Pattern tokenizer
The pattern
tokenizer is a highly flexible tokenizer that allows you to split text into tokens based on a custom Java regular expression. Unlike the simple_pattern
and simple_pattern_split
tokenizers, which use Lucene regular expressions, the pattern
tokenizer can handle more complex and detailed regex patterns, offering greater control over how the text is tokenized.
Example usage
The following example request creates a new index named my_index
and configures an analyzer with a pattern
tokenizer. The tokenizer splits text on -
, _
, or .
characters:
PUT /my_index
{
"settings": {
"analysis": {
"tokenizer": {
"my_pattern_tokenizer": {
"type": "pattern",
"pattern": "[-_.]"
}
},
"analyzer": {
"my_pattern_analyzer": {
"type": "custom",
"tokenizer": "my_pattern_tokenizer"
}
}
}
},
"mappings": {
"properties": {
"content": {
"type": "text",
"analyzer": "my_pattern_analyzer"
}
}
}
}
Generated tokens
Use the following request to examine the tokens generated using the analyzer:
POST /my_index/_analyze
{
"analyzer": "my_pattern_analyzer",
"text": "OpenSearch-2024_v1.2"
}
The response contains the generated tokens:
{
"tokens": [
{
"token": "OpenSearch",
"start_offset": 0,
"end_offset": 10,
"type": "word",
"position": 0
},
{
"token": "2024",
"start_offset": 11,
"end_offset": 15,
"type": "word",
"position": 1
},
{
"token": "v1",
"start_offset": 16,
"end_offset": 18,
"type": "word",
"position": 2
},
{
"token": "2",
"start_offset": 19,
"end_offset": 20,
"type": "word",
"position": 3
}
]
}
Parameters
The pattern
tokenizer can be configured with the following parameters.

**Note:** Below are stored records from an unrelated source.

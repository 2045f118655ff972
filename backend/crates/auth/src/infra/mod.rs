//! Infrastructure Layer
//!
//! Concrete store and mailer implementations.

pub mod mailer;
pub mod memory;
pub mod postgres;

pub use mailer::LogMailer;
pub use memory::MemoryAuthStore;
pub use postgres::PgAuthStore;
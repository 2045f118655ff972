//! Mailer Implementations

use crate::domain::mailer::{Mailer, MailerError};
use crate::domain::value_object::{Email, Username};

/// Mailer that logs instead of delivering
///
/// Stands in until a real delivery backend is wired up; the verification
/// link lands in the server log.
#[derive(Debug, Clone, Default)]
pub struct LogMailer;

impl Mailer for LogMailer {
    async fn send_verification(
        &self,
        email: &Email,
        username: &Username,
        verification_secret: &str,
    ) -> Result<(), MailerError> {
        tracing::info!(
            email = %email,
            username = %username,
            secret = %verification_secret,
            "Verification email (log delivery)"
        );
        Ok(())
    }
}
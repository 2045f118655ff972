//! Verify Email Use Case
//!
//! Consumes a verification token and activates the account.

use std::sync::Arc;

use platform::clock::Clock;

use crate::domain::repository::CredentialStore;
use crate::domain::value_object::UserId;
use crate::error::{AuthError, AuthResult};

/// Verify email output
#[derive(Debug)]
pub struct VerifyEmailOutput {
    pub user_id: UserId,
}

/// Verify email use case
pub struct VerifyEmailUseCase<C>
where
    C: CredentialStore,
{
    credentials: Arc<C>,
    clock: Arc<dyn Clock>,
}

impl<C> VerifyEmailUseCase<C>
where
    C: CredentialStore,
{
    pub fn new(credentials: Arc<C>, clock: Arc<dyn Clock>) -> Self {
        Self { credentials, clock }
    }

    pub async fn execute(&self, raw_secret: &str) -> AuthResult<VerifyEmailOutput> {
        let secret_hash =
            platform::crypto::to_base64_url(&platform::crypto::sha256(raw_secret.as_bytes()));

        // Unknown and expired secrets are indistinguishable to the caller
        let mut identity = self
            .credentials
            .find_by_verification_hash(&secret_hash)
            .await?
            .ok_or(AuthError::InvalidVerificationToken)?;

        let now = self.clock.now();
        if !identity.verification_pending(now) {
            return Err(AuthError::InvalidVerificationToken);
        }

        identity.mark_verified(now);
        self.credentials.update(&identity).await?;

        tracing::info!(user_id = %identity.id, "Email verified");

        Ok(VerifyEmailOutput {
            user_id: identity.id,
        })
    }
}
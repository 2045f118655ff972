//! Error Kind - Classification of errors
//!
//! Defines the [`ErrorKind`] enum that maps to HTTP status codes.

use serde::Serialize;

/// Error classification mapped to HTTP status codes
///
/// Each variant corresponds to a status code from RFC 9110 (plus 423
/// Locked from RFC 4918, used for temporary account lockout).
///
/// ## Notes
/// * `non_exhaustive` - variants may be added in the future
///
/// ## Examples
/// ```rust
/// use kernel::error::kind::ErrorKind;
///
/// let kind = ErrorKind::NotFound;
/// assert_eq!(kind.status_code(), 404);
/// assert_eq!(kind.as_str(), "Not Found");
/// ```
#[derive(Debug, Clone, Copy, PartialEq, Eq, Serialize)]
#[serde(rename_all = "SCREAMING_SNAKE_CASE")]
#[non_exhaustive]
pub enum ErrorKind {
    /// 400 - Bad Request: malformed or invalid input
    BadRequest,
    /// 401 - Unauthorized: authentication required or failed
    Unauthorized,
    /// 403 - Forbidden: authenticated but not allowed
    Forbidden,
    /// 404 - Not Found: resource does not exist
    NotFound,
    /// 409 - Conflict: conflicts with current state (uniqueness)
    Conflict,
    /// 423 - Locked: resource is temporarily locked
    Locked,
    /// 429 - Too Many Requests: rate limit exceeded
    TooManyRequests,
    /// 500 - Internal Server Error
    InternalServerError,
    /// 503 - Service Unavailable: retryable backend failure
    ServiceUnavailable,
}

impl ErrorKind {
    /// Get the HTTP status code for this kind
    ///
    /// ## Examples
    /// ```rust
    /// use kernel::error::kind::ErrorKind;
    /// assert_eq!(ErrorKind::BadRequest.status_code(), 400);
    /// assert_eq!(ErrorKind::Locked.status_code(), 423);
    /// ```
    #[inline]
    pub const fn status_code(&self) -> u16 {
        match self {
            ErrorKind::BadRequest => 400,
            ErrorKind::Unauthorized => 401,
            ErrorKind::Forbidden => 403,
            ErrorKind::NotFound => 404,
            ErrorKind::Conflict => 409,
            ErrorKind::Locked => 423,
            ErrorKind::TooManyRequests => 429,
            ErrorKind::InternalServerError => 500,
            ErrorKind::ServiceUnavailable => 503,
        }
    }

    /// Get the standard reason phrase
    #[inline]
    pub const fn as_str(&self) -> &'static str {
        match self {
            ErrorKind::BadRequest => "Bad Request",
            ErrorKind::Unauthorized => "Unauthorized",
            ErrorKind::Forbidden => "Forbidden",
            ErrorKind::NotFound => "Not Found",
            ErrorKind::Conflict => "Conflict",
            ErrorKind::Locked => "Locked",
            ErrorKind::TooManyRequests => "Too Many Requests",
            ErrorKind::InternalServerError => "Internal Server Error",
            ErrorKind::ServiceUnavailable => "Service Unavailable",
        }
    }

    /// Whether this is a server-side error (5xx)
    ///
    /// These should be logged with full context.
    #[inline]
    pub const fn is_server_error(&self) -> bool {
        self.status_code() >= 500
    }

    /// Whether this is a client-side error (4xx)
    #[inline]
    pub const fn is_client_error(&self) -> bool {
        let code = self.status_code();
        code >= 400 && code < 500
    }
}

impl std::fmt::Display for ErrorKind {
    fn fmt(&self, f: &mut std::fmt::Formatter<'_>) -> std::fmt::Result {
        write!(f, "{}", self.as_str())
    }
}

#[cfg(test)]
mod tests {
    use super::*;

    #[test]
    fn test_status_codes() {
        assert_eq!(ErrorKind::BadRequest.status_code(), 400);
        assert_eq!(ErrorKind::Unauthorized.status_code(), 401);
        assert_eq!(ErrorKind::Forbidden.status_code(), 403);
        assert_eq!(ErrorKind::NotFound.status_code(), 404);
        assert_eq!(ErrorKind::Conflict.status_code(), 409);
        assert_eq!(ErrorKind::Locked.status_code(), 423);
        assert_eq!(ErrorKind::TooManyRequests.status_code(), 429);
        assert_eq!(ErrorKind::InternalServerError.status_code(), 500);
        assert_eq!(ErrorKind::ServiceUnavailable.status_code(), 503);
    }

    #[test]
    fn test_is_server_error() {
        assert!(!ErrorKind::BadRequest.is_server_error());
        assert!(!ErrorKind::Locked.is_server_error());
        assert!(ErrorKind::InternalServerError.is_server_error());
        assert!(ErrorKind::ServiceUnavailable.is_server_error());
    }

    #[test]
    fn test_is_client_error() {
        assert!(ErrorKind::BadRequest.is_client_error());
        assert!(ErrorKind::Locked.is_client_error());
        assert!(!ErrorKind::InternalServerError.is_client_error());
    }
}
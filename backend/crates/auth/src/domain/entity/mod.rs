//! Domain Entities

pub mod identity;
pub mod session;

pub use identity::Identity;
pub use session::Session;
//! Mailer Trait
//!
//! Outbound email is behind a trait so signup logic does not depend on a
//! concrete delivery mechanism.

use thiserror::Error;

use crate::domain::value_object::{Email, Username};

/// Mail delivery errors
#[derive(Debug, Clone, Error)]
pub enum MailerError {
    /// Delivery failed
    #[error("Mail delivery failed: {0}")]
    Delivery(String),
}

/// Outbound mailer trait
#[trait_variant::make(Mailer: Send)]
pub trait LocalMailer {
    /// Send the email-verification message for a fresh signup
    ///
    /// `verification_secret` is the raw secret; the store only ever holds
    /// its hash.
    async fn send_verification(
        &self,
        email: &Email,
        username: &Username,
        verification_secret: &str,
    ) -> Result<(), MailerError>;
}
//! Request Guard Middleware
//!
//! Bearer-token authentication for protected routes. On success a typed
//! [`AuthContext`] lands in the request extensions for handlers to read.

use axum::body::Body;
use axum::extract::State;
use axum::http::{HeaderMap, Request, header};
use axum::middleware::Next;
use axum::response::{IntoResponse, Response};

use crate::application::resolve_session::{AuthContext, ResolveSessionUseCase};
use crate::domain::mailer::Mailer;
use crate::domain::repository::{CredentialStore, SessionStore};
use crate::error::{AuthError, AuthResult};
use crate::presentation::handlers::AuthAppState;

/// Pull the bearer token out of the Authorization header
pub fn extract_bearer(headers: &HeaderMap) -> Option<&str> {
    headers
        .get(header::AUTHORIZATION)
        .and_then(|v| v.to_str().ok())
        .and_then(|v| v.strip_prefix("Bearer "))
        .map(str::trim)
        .filter(|t| !t.is_empty())
}

/// Resolve the request's bearer token into an authenticated context
async fn resolve<C, S, M>(
    state: &AuthAppState<C, S, M>,
    headers: &HeaderMap,
) -> AuthResult<AuthContext>
where
    C: CredentialStore + Send + Sync + 'static,
    S: SessionStore + Send + Sync + 'static,
    M: Mailer + Send + Sync + 'static,
{
    let token = extract_bearer(headers).ok_or(AuthError::MissingToken)?;

    let use_case = ResolveSessionUseCase::new(
        state.credentials.clone(),
        state.sessions.clone(),
        state.codec.clone(),
        state.clock.clone(),
    );
    let ctx = use_case.execute(token).await?;

    // Activity tracking must not add latency to the request path
    let sessions = state.sessions.clone();
    let session_id = ctx.session.id;
    let now = state.clock.now();
    tokio::spawn(async move {
        if let Err(e) = sessions.touch(session_id, now).await {
            tracing::debug!(error = %e, session_id = %session_id, "Session touch failed");
        }
    });

    Ok(ctx)
}

/// Require a valid session; 401/403 otherwise
pub async fn require_auth<C, S, M>(
    State(state): State<AuthAppState<C, S, M>>,
    mut req: Request<Body>,
    next: Next,
) -> Result<Response, Response>
where
    C: CredentialStore + Send + Sync + 'static,
    S: SessionStore + Send + Sync + 'static,
    M: Mailer + Send + Sync + 'static,
{
    let ctx = resolve(&state, req.headers())
        .await
        .map_err(|e| e.into_response())?;

    req.extensions_mut().insert(ctx);
    Ok(next.run(req).await)
}

/// Require a valid session owned by an admin
pub async fn require_admin<C, S, M>(
    State(state): State<AuthAppState<C, S, M>>,
    mut req: Request<Body>,
    next: Next,
) -> Result<Response, Response>
where
    C: CredentialStore + Send + Sync + 'static,
    S: SessionStore + Send + Sync + 'static,
    M: Mailer + Send + Sync + 'static,
{
    let ctx = resolve(&state, req.headers())
        .await
        .map_err(|e| e.into_response())?;

    if !ctx.identity.role.is_admin() {
        return Err(AuthError::PermissionDenied.into_response());
    }

    req.extensions_mut().insert(ctx);
    Ok(next.run(req).await)
}

/// Attach the context when a valid session is present; never rejects
pub async fn attach_auth<C, S, M>(
    State(state): State<AuthAppState<C, S, M>>,
    mut req: Request<Body>,
    next: Next,
) -> Response
where
    C: CredentialStore + Send + Sync + 'static,
    S: SessionStore + Send + Sync + 'static,
    M: Mailer + Send + Sync + 'static,
{
    if let Ok(ctx) = resolve(&state, req.headers()).await {
        req.extensions_mut().insert(ctx);
    }

    next.run(req).await
}
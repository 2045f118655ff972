//! Domain Layer
//!
//! Entities, value objects and the store/mailer traits the application
//! layer is written against.

pub mod entity;
pub mod mailer;
pub mod repository;
pub mod value_object;
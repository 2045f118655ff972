//! Platform Crate - Technical Infrastructure
//!
//! This crate provides shared technical foundations:
//! - Cryptographic utilities (SHA-256, random bytes, Base64)
//! - Password hashing (Argon2id, deliberately slow, randomly salted)
//! - Client metadata extraction (IP, User-Agent)
//! - Injectable clock for time-dependent logic

pub mod client;
pub mod clock;
pub mod crypto;
pub mod password;
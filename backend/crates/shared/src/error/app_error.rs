//! Application Error - Unified error type for the application
//!
//! Defines the [`AppError`] struct and [`AppResult<T>`] type alias.

use std::borrow::Cow;
use std::error::Error;
use std::fmt;

use super::kind::ErrorKind;

/// Unified application error type
///
/// The standard error type used across the project. Built with a small
/// builder pattern.
///
/// ## Fields
/// * `kind` - error classification (maps to an HTTP status code)
/// * `message` - user-facing error message
/// * `action` - suggested action for the user (optional)
/// * `source` - original error (optional, for debugging)
///
/// ## Examples
/// ```rust
/// use kernel::error::{app_error::AppError, kind::ErrorKind};
///
/// // Simple error
/// let err = AppError::new(ErrorKind::NotFound, "User not found");
///
/// // With a suggested action
/// let err = AppError::new(ErrorKind::BadRequest, "Invalid email format")
///     .with_action("Please enter a valid email address");
/// ```
pub struct AppError {
    /// Error classification
    kind: ErrorKind,
    /// User-facing message
    message: Cow<'static, str>,
    /// Suggested user action
    action: Option<Cow<'static, str>>,
    /// Original error (debugging)
    source: Option<Box<dyn Error + Send + Sync + 'static>>,
}

/// Application result type alias
///
/// Shorthand for `Result<T, AppError>`.
pub type AppResult<T> = Result<T, AppError>;

impl AppError {
    // ========================================================================
    // Constructors
    // ========================================================================

    /// Create a new error
    ///
    /// ## Arguments
    /// * `kind` - error classification
    /// * `message` - user-facing message
    #[inline]
    pub fn new(kind: ErrorKind, message: impl Into<Cow<'static, str>>) -> Self {
        Self {
            kind,
            message: message.into(),
            action: None,
            source: None,
        }
    }

    // ========================================================================
    // Convenience constructors
    // ========================================================================

    /// 400 Bad Request
    #[inline]
    pub fn bad_request(message: impl Into<Cow<'static, str>>) -> Self {
        Self::new(ErrorKind::BadRequest, message)
    }

    /// 401 Unauthorized
    #[inline]
    pub fn unauthorized(message: impl Into<Cow<'static, str>>) -> Self {
        Self::new(ErrorKind::Unauthorized, message)
    }

    /// 403 Forbidden
    #[inline]
    pub fn forbidden(message: impl Into<Cow<'static, str>>) -> Self {
        Self::new(ErrorKind::Forbidden, message)
    }

    /// 404 Not Found
    #[inline]
    pub fn not_found(message: impl Into<Cow<'static, str>>) -> Self {
        Self::new(ErrorKind::NotFound, message)
    }

    /// 409 Conflict
    #[inline]
    pub fn conflict(message: impl Into<Cow<'static, str>>) -> Self {
        Self::new(ErrorKind::Conflict, message)
    }

    /// 423 Locked
    #[inline]
    pub fn locked(message: impl Into<Cow<'static, str>>) -> Self {
        Self::new(ErrorKind::Locked, message)
    }

    /// 429 Too Many Requests
    #[inline]
    pub fn too_many_requests(message: impl Into<Cow<'static, str>>) -> Self {
        Self::new(ErrorKind::TooManyRequests, message)
    }

    /// 500 Internal Server Error
    #[inline]
    pub fn internal(message: impl Into<Cow<'static, str>>) -> Self {
        Self::new(ErrorKind::InternalServerError, message)
    }

    /// 503 Service Unavailable
    #[inline]
    pub fn service_unavailable(message: impl Into<Cow<'static, str>>) -> Self {
        Self::new(ErrorKind::ServiceUnavailable, message)
    }

    // ========================================================================
    // Builder methods
    // ========================================================================

    /// Set the suggested user action
    #[inline]
    pub fn with_action(mut self, action: impl Into<Cow<'static, str>>) -> Self {
        self.action = Some(action.into());
        self
    }

    /// Attach the original error (debugging)
    #[inline]
    pub fn with_source<E>(mut self, source: E) -> Self
    where
        E: Error + Send + Sync + 'static,
    {
        self.source = Some(Box::new(source));
        self
    }

    // ========================================================================
    // Accessors
    // ========================================================================

    /// Error classification
    #[inline]
    pub fn kind(&self) -> ErrorKind {
        self.kind
    }

    /// HTTP status code
    #[inline]
    pub fn status_code(&self) -> u16 {
        self.kind.status_code()
    }

    /// User-facing message
    #[inline]
    pub fn message(&self) -> &str {
        &self.message
    }

    /// Suggested user action
    #[inline]
    pub fn action(&self) -> Option<&str> {
        self.action.as_deref()
    }

    /// Whether this is a server-side error
    #[inline]
    pub fn is_server_error(&self) -> bool {
        self.kind.is_server_error()
    }

    /// Whether this is a client-side error
    #[inline]
    pub fn is_client_error(&self) -> bool {
        self.kind.is_client_error()
    }
}

impl fmt::Debug for AppError {
    fn fmt(&self, f: &mut fmt::Formatter<'_>) -> fmt::Result {
        let mut builder = f.debug_struct("AppError");
        builder.field("kind", &self.kind);
        builder.field("message", &self.message);
        if let Some(action) = &self.action {
            builder.field("action", action);
        }
        if let Some(source) = &self.source {
            builder.field("source", source);
        }
        builder.finish()
    }
}

impl fmt::Display for AppError {
    fn fmt(&self, f: &mut fmt::Formatter<'_>) -> fmt::Result {
        write!(f, "[{}] {}", self.kind, self.message)?;
        if let Some(action) = &self.action {
            write!(f, " (Action: {})", action)?;
        }
        Ok(())
    }
}

impl Error for AppError {
    fn source(&self) -> Option<&(dyn Error + 'static)> {
        self.source
            .as_ref()
            .map(|e| e.as_ref() as &(dyn Error + 'static))
    }
}

// ============================================================================
// Axum integration (feature-gated)
// ============================================================================

#[cfg(feature = "axum")]
impl axum::response::IntoResponse for AppError {
    fn into_response(self) -> axum::response::Response {
        use axum::http::StatusCode;

        let status = StatusCode::from_u16(self.status_code())
            .unwrap_or(StatusCode::INTERNAL_SERVER_ERROR);

        // Internal details stay server-side; the client sees a generic
        // message for 5xx errors.
        let message = if self.is_server_error() {
            self.kind.as_str()
        } else {
            self.message()
        };

        let body = axum::Json(serde_json::json!({
            "error": self.kind,
            "message": message,
            "action": self.action(),
        }));

        (status, body).into_response()
    }
}

// ============================================================================
// Result extension traits
// ============================================================================

/// Extension trait converting `Result<T, E>` into `AppResult<T>`
pub trait ResultExt<T, E> {
    /// Wrap the error in an `AppError` with the given kind and message
    fn map_app_err(self, kind: ErrorKind, message: impl Into<Cow<'static, str>>) -> AppResult<T>
    where
        E: Error + Send + Sync + 'static;
}

impl<T, E> ResultExt<T, E> for Result<T, E> {
    fn map_app_err(self, kind: ErrorKind, message: impl Into<Cow<'static, str>>) -> AppResult<T>
    where
        E: Error + Send + Sync + 'static,
    {
        self.map_err(|e| AppError::new(kind, message).with_source(e))
    }
}

/// Extension trait converting `Option<T>` into `AppResult<T>`
pub trait OptionExt<T> {
    /// Return an `AppError` when `None`
    fn ok_or_app_err(self, kind: ErrorKind, message: impl Into<Cow<'static, str>>) -> AppResult<T>;

    /// Return 404 Not Found when `None`
    fn ok_or_not_found(self, message: impl Into<Cow<'static, str>>) -> AppResult<T>;
}

impl<T> OptionExt<T> for Option<T> {
    fn ok_or_app_err(self, kind: ErrorKind, message: impl Into<Cow<'static, str>>) -> AppResult<T> {
        self.ok_or_else(|| AppError::new(kind, message))
    }

    fn ok_or_not_found(self, message: impl Into<Cow<'static, str>>) -> AppResult<T> {
        self.ok_or_app_err(ErrorKind::NotFound, message)
    }
}

#[cfg(test)]
mod tests {
    use super::*;

    #[test]
    fn test_new_error() {
        let err = AppError::new(ErrorKind::NotFound, "User not found");
        assert_eq!(err.kind(), ErrorKind::NotFound);
        assert_eq!(err.status_code(), 404);
        assert_eq!(err.message(), "User not found");
        assert!(err.action().is_none());
    }

    #[test]
    fn test_convenience_constructors() {
        assert_eq!(AppError::bad_request("test").status_code(), 400);
        assert_eq!(AppError::unauthorized("test").status_code(), 401);
        assert_eq!(AppError::forbidden("test").status_code(), 403);
        assert_eq!(AppError::not_found("test").status_code(), 404);
        assert_eq!(AppError::conflict("test").status_code(), 409);
        assert_eq!(AppError::locked("test").status_code(), 423);
        assert_eq!(AppError::too_many_requests("test").status_code(), 429);
        assert_eq!(AppError::internal("test").status_code(), 500);
        assert_eq!(AppError::service_unavailable("test").status_code(), 503);
    }

    #[test]
    fn test_with_action() {
        let err = AppError::not_found("Session not found").with_action("Please sign in again");
        assert_eq!(err.action(), Some("Please sign in again"));
    }

    #[test]
    fn test_with_source() {
        let io_err = std::io::Error::new(std::io::ErrorKind::NotFound, "file not found");
        let err = AppError::internal("Failed to read file").with_source(io_err);
        assert!(err.source().is_some());
    }

    #[test]
    fn test_display() {
        let err = AppError::not_found("User not found");
        assert_eq!(err.to_string(), "[Not Found] User not found");

        let err_with_action =
            AppError::bad_request("Invalid email").with_action("Enter valid email");
        assert!(err_with_action.to_string().contains("Action:"));
    }

    #[test]
    fn test_result_ext() {
        let result: Result<i32, std::io::Error> = Err(std::io::Error::new(
            std::io::ErrorKind::NotFound,
            "not found",
        ));
        let app_result = result.map_app_err(ErrorKind::NotFound, "Resource not found");
        assert!(app_result.is_err());
        assert_eq!(app_result.unwrap_err().status_code(), 404);
    }

    #[test]
    fn test_option_ext() {
        let none: Option<i32> = None;
        let result = none.ok_or_not_found("Item not found");
        assert!(result.is_err());
        assert_eq!(result.unwrap_err().status_code(), 404);

        let some: Option<i32> = Some(42);
        let result = some.ok_or_not_found("Item not found");
        assert_eq!(result.unwrap(), 42);
    }
}
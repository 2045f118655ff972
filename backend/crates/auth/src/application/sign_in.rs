//! Sign In Use Case
//!
//! Authenticates a user and creates a session with a signed bearer token.

use std::sync::Arc;

use platform::client::ClientInfo;
use platform::clock::Clock;
use platform::password::ClearTextPassword;

use crate::application::config::AuthConfig;
use crate::domain::entity::{Identity, Session};
use crate::domain::repository::{CredentialStore, SessionStore};
use crate::domain::value_object::{Email, Username};
use crate::error::{AuthError, AuthResult};
use crate::token::TokenCodec;

/// Sign in input
pub struct SignInInput {
    /// Username or email
    pub identifier: String,
    /// Password
    pub password: String,
}

/// Sign in output
#[derive(Debug)]
pub struct SignInOutput {
    /// Signed bearer token for the new session
    pub token: String,
    /// Session ID
    pub session_id: uuid::Uuid,
    /// Authenticated identity
    pub identity: Identity,
}

/// Sign in use case
pub struct SignInUseCase<C, S>
where
    C: CredentialStore,
    S: SessionStore,
{
    credentials: Arc<C>,
    sessions: Arc<S>,
    codec: Arc<TokenCodec>,
    config: Arc<AuthConfig>,
    clock: Arc<dyn Clock>,
}

impl<C, S> SignInUseCase<C, S>
where
    C: CredentialStore,
    S: SessionStore,
{
    pub fn new(
        credentials: Arc<C>,
        sessions: Arc<S>,
        codec: Arc<TokenCodec>,
        config: Arc<AuthConfig>,
        clock: Arc<dyn Clock>,
    ) -> Self {
        Self {
            credentials,
            sessions,
            codec,
            config,
            clock,
        }
    }

    pub async fn execute(&self, input: SignInInput, client: ClientInfo) -> AuthResult<SignInOutput> {
        let identity = self
            .find_by_identifier(&input.identifier)
            .await?
            .ok_or(AuthError::InvalidCredentials)?;

        let now = self.clock.now();

        // Account-state checks come before the password so the response for
        // an unusable account never depends on the password's correctness.
        if !identity.email_verified {
            return Err(AuthError::EmailNotVerified);
        }
        if !identity.is_active {
            return Err(AuthError::AccountDeactivated);
        }
        if identity.is_locked(now) {
            return Err(AuthError::AccountLocked {
                retry_after_secs: identity.lock_remaining_secs(now),
            });
        }

        let candidate = ClearTextPassword::new_unchecked(input.password);
        if !identity.password_hash.verify(&candidate) {
            // Atomic store-level increment; concurrent failures all count.
            // Even the failure that crosses the threshold reads as bad
            // credentials; the lock is enforced from the next attempt on.
            let state = self
                .credentials
                .record_login_failure(
                    &identity.id,
                    now,
                    self.config.max_login_failures,
                    self.config.lockout,
                )
                .await?;

            if state.locked_until.is_some_and(|until| now < until) {
                tracing::warn!(
                    user_id = %identity.id,
                    failed_count = state.failed_count,
                    "Account locked after repeated login failures"
                );
            }
            return Err(AuthError::InvalidCredentials);
        }

        let mut identity = identity;
        identity.reset_failures(now);
        identity.record_login(now);
        self.credentials.update(&identity).await?;

        // The session id goes into the token as `jti`, so every login gets
        // a distinct token even within the same second.
        let session_id = uuid::Uuid::new_v4();
        let token = self
            .codec
            .sign(identity.id.into_uuid(), session_id, now)
            .map_err(|e| AuthError::Internal(e.to_string()))?;

        let session = Session::new(
            session_id,
            identity.id,
            token.clone(),
            &client,
            self.config.session_ttl,
            now,
        );
        self.sessions.create(&session).await?;

        tracing::info!(
            user_id = %identity.id,
            session_id = %session.id,
            "User signed in"
        );

        Ok(SignInOutput {
            token,
            session_id: session.id,
            identity,
        })
    }

    /// Look the identity up by email when the identifier contains `@`,
    /// otherwise by username
    async fn find_by_identifier(&self, identifier: &str) -> AuthResult<Option<Identity>> {
        if identifier.contains('@') {
            let Ok(email) = Email::new(identifier) else {
                return Ok(None);
            };
            self.credentials.find_by_email(&email).await
        } else {
            let Ok(username) = Username::new(identifier) else {
                return Ok(None);
            };
            self.credentials.find_by_username(&username).await
        }
    }
}
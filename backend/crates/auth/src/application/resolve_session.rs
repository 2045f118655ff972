//! Resolve Session Use Case
//!
//! Turns a bearer token into an authenticated context: signature check,
//! live session lookup, then identity load. Used by the request guard.

use std::sync::Arc;

use platform::clock::Clock;

use crate::domain::entity::{Identity, Session};
use crate::domain::repository::{CredentialStore, SessionStore};
use crate::error::{AuthError, AuthResult};
use crate::token::TokenCodec;

/// Authenticated request context
#[derive(Debug, Clone)]
pub struct AuthContext {
    pub identity: Identity,
    pub session: Session,
}

/// Resolve session use case
pub struct ResolveSessionUseCase<C, S>
where
    C: CredentialStore,
    S: SessionStore,
{
    credentials: Arc<C>,
    sessions: Arc<S>,
    codec: Arc<TokenCodec>,
    clock: Arc<dyn Clock>,
}

impl<C, S> ResolveSessionUseCase<C, S>
where
    C: CredentialStore,
    S: SessionStore,
{
    pub fn new(
        credentials: Arc<C>,
        sessions: Arc<S>,
        codec: Arc<TokenCodec>,
        clock: Arc<dyn Clock>,
    ) -> Self {
        Self {
            credentials,
            sessions,
            codec,
            clock,
        }
    }

    pub async fn execute(&self, token: &str) -> AuthResult<AuthContext> {
        let now = self.clock.now();

        // Signature first; a forged token never reaches the store
        let claims = self
            .codec
            .verify(token, now)
            .map_err(|_| AuthError::SessionInvalid)?;

        // A valid signature is not enough: the session row must still be
        // live. Revoked and expired rows read as no session at all.
        let session = self
            .sessions
            .find_active_by_token(token, now)
            .await?
            .ok_or(AuthError::SessionInvalid)?;

        if session.identity_id.into_uuid() != claims.sub {
            tracing::warn!(session_id = %session.id, "Token subject does not match session owner");
            return Err(AuthError::SessionInvalid);
        }
        if session.id != claims.jti {
            tracing::warn!(session_id = %session.id, "Token session id does not match session row");
            return Err(AuthError::SessionInvalid);
        }

        let identity = self
            .credentials
            .find_by_id(&session.identity_id)
            .await?
            .ok_or(AuthError::SessionInvalid)?;

        if !identity.is_active {
            return Err(AuthError::AccountDeactivated);
        }

        Ok(AuthContext { identity, session })
    }
}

Parameter | Required/Optional | Data type | Description |
---|---|---|---|
pattern | Optional | String | The pattern used to split text into tokens, specified using a Java regular expression. Default is \W+ . |
flags | Optional | String | Configures pipe-separated flags to apply to the regular expression, for example, "CASE_INSENSITIVE|MULTILINE|DOTALL" . |
group | Optional | Integer | Specifies the capture group to be used as a token. Default is -1 (split on a match). |
Example using a group parameter
The following example request configures a group
parameter that captures only the second group:
PUT /my_index_group2
{
"settings": {
"analysis": {
"tokenizer": {
"my_pattern_tokenizer": {
"type": "pattern",
"pattern": "([a-zA-Z]+)(\\d+)",
"group": 2
}
},
"analyzer": {
"my_pattern_analyzer": {
"type": "custom",
"tokenizer": "my_pattern_tokenizer"
}
}
}
}
}
Use the following request to examine the tokens generated using the analyzer:
POST /my_index_group2/_analyze
{
"analyzer": "my_pattern_analyzer",
"text": "abc123def456ghi"
}
The response contains the generated tokens:
{
"tokens": [
{
"token": "123",
"start_offset": 3,
"end_offset": 6,
"type": "word",
"position": 0
},
{
"token": "456",
"start_offset": 9,
"end_offset": 12,
"type": "word",
"position": 1
}
]
}